- [AIM OF THE TASK]: For the listing below, return the line containing "fn fmt(&self, f: &mut", the line containing "let wanted = s.trim().to_ascii_lowercase();", and all lines in between, exactly as written and nothing else.

- [AVAILABLE DATA]:
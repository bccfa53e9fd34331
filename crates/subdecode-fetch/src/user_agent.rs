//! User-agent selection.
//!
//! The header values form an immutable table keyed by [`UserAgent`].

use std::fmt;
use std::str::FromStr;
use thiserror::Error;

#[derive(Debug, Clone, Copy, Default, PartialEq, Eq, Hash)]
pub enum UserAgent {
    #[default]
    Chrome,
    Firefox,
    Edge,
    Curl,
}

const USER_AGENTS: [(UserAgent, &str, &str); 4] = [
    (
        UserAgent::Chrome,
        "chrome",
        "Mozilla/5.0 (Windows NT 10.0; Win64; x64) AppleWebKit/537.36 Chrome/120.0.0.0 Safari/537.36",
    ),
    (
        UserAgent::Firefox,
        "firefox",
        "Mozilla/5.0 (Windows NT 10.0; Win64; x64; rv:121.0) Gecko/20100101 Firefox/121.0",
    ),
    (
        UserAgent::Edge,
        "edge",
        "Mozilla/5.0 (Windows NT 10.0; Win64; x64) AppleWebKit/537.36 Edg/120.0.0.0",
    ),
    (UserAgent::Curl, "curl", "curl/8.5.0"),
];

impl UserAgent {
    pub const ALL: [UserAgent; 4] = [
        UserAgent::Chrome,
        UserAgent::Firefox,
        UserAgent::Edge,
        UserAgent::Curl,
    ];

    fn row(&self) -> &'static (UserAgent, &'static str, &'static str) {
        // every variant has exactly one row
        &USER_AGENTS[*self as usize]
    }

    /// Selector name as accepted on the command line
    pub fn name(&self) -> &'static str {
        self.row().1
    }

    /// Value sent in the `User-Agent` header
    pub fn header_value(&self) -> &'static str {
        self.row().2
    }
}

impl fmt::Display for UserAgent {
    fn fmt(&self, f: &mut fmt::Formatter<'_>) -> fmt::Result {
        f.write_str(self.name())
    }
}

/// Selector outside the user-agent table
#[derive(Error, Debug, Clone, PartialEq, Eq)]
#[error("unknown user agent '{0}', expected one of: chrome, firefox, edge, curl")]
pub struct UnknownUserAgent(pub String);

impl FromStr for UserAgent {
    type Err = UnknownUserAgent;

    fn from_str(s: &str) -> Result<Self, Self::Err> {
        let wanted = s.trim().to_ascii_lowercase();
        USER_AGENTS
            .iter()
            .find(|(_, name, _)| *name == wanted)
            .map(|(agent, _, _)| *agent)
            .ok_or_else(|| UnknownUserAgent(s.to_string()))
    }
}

--

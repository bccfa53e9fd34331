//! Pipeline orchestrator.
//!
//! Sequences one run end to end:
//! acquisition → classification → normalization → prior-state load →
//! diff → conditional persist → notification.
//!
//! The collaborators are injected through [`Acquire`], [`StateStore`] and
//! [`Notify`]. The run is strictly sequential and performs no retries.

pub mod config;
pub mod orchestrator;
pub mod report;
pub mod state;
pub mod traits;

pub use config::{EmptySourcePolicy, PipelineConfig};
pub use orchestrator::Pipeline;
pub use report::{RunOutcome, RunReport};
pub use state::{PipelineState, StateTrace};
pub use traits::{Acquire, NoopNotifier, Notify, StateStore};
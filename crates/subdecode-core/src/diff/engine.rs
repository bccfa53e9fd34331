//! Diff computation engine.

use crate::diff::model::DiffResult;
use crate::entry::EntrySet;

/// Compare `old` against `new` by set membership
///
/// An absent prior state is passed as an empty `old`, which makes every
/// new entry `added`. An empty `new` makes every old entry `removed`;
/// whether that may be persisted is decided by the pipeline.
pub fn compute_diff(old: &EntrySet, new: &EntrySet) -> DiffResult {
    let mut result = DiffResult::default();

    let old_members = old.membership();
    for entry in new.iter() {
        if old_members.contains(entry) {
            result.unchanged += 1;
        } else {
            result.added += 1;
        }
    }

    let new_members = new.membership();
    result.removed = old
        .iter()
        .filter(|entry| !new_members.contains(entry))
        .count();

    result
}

- [WRITTEN RESPONSE]:
    fn fmt(&self, f: &mut fmt::Formatter<'_>) -> fmt::Result {
        f.write_str(self.name())
    }
}

/// Selector outside the user-agent table
#[derive(Error, Debug, Clone, PartialEq, Eq)]
#[error("unknown user agent '{0}', expected one of: chrome, firefox, edge, curl")]
pub struct UnknownUserAgent(pub String);

impl FromStr for UserAgent {
    type Err = UnknownUserAgent;

    fn from_str(s: &str) -> Result<Self, Self::Err> {
        let wanted = s.trim().to_ascii_lowercase();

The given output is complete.